Stored data entries
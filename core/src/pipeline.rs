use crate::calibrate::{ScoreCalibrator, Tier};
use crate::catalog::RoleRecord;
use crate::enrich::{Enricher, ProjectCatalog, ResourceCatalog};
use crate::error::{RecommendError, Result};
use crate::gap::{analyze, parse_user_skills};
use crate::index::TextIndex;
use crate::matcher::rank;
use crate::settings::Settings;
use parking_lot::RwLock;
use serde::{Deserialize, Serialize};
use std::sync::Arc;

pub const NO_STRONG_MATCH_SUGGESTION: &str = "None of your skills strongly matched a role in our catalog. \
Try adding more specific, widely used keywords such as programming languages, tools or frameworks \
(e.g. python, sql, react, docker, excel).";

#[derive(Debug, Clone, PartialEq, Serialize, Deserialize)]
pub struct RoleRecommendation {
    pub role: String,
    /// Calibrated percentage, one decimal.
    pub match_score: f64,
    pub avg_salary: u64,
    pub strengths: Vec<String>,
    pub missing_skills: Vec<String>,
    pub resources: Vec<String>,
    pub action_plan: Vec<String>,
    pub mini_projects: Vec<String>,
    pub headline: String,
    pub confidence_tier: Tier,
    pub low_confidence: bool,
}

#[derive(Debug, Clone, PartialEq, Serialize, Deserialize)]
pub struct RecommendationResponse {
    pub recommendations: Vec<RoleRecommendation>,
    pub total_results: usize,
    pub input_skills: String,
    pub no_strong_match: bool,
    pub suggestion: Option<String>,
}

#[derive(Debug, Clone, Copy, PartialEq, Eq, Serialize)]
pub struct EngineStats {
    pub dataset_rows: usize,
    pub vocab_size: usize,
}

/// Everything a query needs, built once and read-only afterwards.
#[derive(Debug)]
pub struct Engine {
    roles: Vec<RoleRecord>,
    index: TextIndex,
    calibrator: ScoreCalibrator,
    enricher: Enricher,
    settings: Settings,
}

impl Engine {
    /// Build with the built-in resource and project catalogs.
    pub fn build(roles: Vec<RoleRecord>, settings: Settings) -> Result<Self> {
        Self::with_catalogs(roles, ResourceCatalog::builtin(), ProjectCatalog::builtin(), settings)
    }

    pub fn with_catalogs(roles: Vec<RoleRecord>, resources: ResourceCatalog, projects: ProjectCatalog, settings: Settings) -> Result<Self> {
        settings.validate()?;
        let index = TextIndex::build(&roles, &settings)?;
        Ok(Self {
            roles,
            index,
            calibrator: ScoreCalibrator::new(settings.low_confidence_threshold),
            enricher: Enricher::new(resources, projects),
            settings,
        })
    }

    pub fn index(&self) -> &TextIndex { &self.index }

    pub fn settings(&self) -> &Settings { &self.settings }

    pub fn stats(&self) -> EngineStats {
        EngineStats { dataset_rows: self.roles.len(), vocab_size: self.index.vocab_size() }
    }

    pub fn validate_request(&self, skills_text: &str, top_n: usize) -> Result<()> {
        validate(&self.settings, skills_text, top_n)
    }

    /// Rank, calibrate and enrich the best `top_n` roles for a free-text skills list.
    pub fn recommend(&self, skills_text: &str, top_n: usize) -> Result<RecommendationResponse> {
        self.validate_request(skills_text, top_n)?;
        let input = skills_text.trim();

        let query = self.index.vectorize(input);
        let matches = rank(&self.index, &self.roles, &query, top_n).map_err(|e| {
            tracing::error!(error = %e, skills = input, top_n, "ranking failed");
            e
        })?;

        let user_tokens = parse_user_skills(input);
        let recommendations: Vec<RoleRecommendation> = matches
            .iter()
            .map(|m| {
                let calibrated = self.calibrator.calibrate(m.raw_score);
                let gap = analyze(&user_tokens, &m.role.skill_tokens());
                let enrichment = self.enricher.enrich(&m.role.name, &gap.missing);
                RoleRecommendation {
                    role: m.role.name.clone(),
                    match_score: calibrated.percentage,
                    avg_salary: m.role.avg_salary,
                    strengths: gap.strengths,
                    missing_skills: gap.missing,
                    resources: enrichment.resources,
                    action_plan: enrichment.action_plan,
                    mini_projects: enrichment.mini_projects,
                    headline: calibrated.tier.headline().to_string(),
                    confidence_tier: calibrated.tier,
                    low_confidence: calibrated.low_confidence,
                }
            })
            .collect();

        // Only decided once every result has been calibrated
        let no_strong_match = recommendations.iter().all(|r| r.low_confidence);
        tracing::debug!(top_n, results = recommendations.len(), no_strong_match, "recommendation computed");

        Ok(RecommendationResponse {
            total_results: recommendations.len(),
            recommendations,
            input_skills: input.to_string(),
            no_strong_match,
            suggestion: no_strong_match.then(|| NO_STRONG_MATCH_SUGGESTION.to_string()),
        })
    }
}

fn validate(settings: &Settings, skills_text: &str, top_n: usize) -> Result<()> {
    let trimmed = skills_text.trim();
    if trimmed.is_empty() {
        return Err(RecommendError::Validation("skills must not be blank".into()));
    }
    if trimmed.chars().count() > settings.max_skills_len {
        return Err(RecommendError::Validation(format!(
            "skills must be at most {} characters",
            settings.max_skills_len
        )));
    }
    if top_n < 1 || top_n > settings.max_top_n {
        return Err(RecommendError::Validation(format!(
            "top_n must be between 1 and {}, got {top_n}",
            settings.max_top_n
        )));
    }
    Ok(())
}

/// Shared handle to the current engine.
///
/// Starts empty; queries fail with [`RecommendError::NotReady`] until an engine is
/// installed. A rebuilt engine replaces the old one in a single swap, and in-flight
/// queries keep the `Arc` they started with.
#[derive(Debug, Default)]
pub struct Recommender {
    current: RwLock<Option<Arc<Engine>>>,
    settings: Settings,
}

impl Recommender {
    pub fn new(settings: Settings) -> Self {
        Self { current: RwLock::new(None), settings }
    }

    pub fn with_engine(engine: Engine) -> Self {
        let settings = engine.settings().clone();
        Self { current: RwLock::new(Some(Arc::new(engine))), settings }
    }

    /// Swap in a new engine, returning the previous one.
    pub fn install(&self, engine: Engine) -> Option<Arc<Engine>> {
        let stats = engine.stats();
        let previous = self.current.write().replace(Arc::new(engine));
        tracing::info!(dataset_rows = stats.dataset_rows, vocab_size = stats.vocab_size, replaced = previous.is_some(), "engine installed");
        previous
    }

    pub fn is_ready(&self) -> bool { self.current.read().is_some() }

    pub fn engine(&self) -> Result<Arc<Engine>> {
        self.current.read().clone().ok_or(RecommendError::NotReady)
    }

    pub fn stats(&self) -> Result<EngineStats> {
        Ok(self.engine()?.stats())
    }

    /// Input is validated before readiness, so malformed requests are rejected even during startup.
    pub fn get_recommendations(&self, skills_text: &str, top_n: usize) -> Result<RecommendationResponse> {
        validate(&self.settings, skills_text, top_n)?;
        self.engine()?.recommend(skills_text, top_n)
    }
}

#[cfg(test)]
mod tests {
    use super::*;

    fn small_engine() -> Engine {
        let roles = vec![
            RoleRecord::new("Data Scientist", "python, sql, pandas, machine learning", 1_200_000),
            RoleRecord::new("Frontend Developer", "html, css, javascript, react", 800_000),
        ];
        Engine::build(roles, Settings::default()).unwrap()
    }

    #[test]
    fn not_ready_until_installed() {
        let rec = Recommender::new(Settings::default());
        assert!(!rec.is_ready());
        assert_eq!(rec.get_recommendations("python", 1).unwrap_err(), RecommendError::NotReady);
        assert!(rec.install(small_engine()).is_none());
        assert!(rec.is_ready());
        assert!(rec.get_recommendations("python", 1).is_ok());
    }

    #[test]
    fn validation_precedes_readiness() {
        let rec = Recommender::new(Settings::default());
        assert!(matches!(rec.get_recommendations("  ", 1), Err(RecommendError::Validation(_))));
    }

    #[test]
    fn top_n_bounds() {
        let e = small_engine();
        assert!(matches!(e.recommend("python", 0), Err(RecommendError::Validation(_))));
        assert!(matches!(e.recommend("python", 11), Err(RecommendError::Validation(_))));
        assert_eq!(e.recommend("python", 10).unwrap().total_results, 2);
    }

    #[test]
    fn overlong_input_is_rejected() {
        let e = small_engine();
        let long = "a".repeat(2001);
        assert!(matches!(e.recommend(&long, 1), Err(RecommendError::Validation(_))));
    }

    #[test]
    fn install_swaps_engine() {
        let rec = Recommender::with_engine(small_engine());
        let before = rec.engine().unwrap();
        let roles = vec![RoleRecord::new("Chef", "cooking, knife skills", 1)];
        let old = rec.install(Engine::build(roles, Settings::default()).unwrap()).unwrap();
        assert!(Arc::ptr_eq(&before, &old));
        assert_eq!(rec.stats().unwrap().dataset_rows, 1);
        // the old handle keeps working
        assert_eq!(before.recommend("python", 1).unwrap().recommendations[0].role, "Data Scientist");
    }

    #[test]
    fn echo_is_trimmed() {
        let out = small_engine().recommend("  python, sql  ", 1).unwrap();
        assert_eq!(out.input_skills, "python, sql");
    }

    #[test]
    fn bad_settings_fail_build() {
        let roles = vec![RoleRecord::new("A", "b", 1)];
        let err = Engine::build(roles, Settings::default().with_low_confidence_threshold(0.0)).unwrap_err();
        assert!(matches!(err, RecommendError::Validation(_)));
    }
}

→ Task brief
From the first line of the entries above to the line with "use std::sync::Arc;", please return every line exactly, keeping both ends.

→ Answer for this exercise
filename core/src/pipeline.rs
use crate::calibrate::{ScoreCalibrator, Tier};
use crate::catalog::RoleRecord;
use crate::enrich::{Enricher, ProjectCatalog, ResourceCatalog};
use crate::error::{RecommendError, Result};
use crate::gap::{analyze, parse_user_skills};
use crate::index::TextIndex;
use crate::matcher::rank;
use crate::settings::Settings;
use parking_lot::RwLock;
use serde::{Deserialize, Serialize};
use std::sync::Arc;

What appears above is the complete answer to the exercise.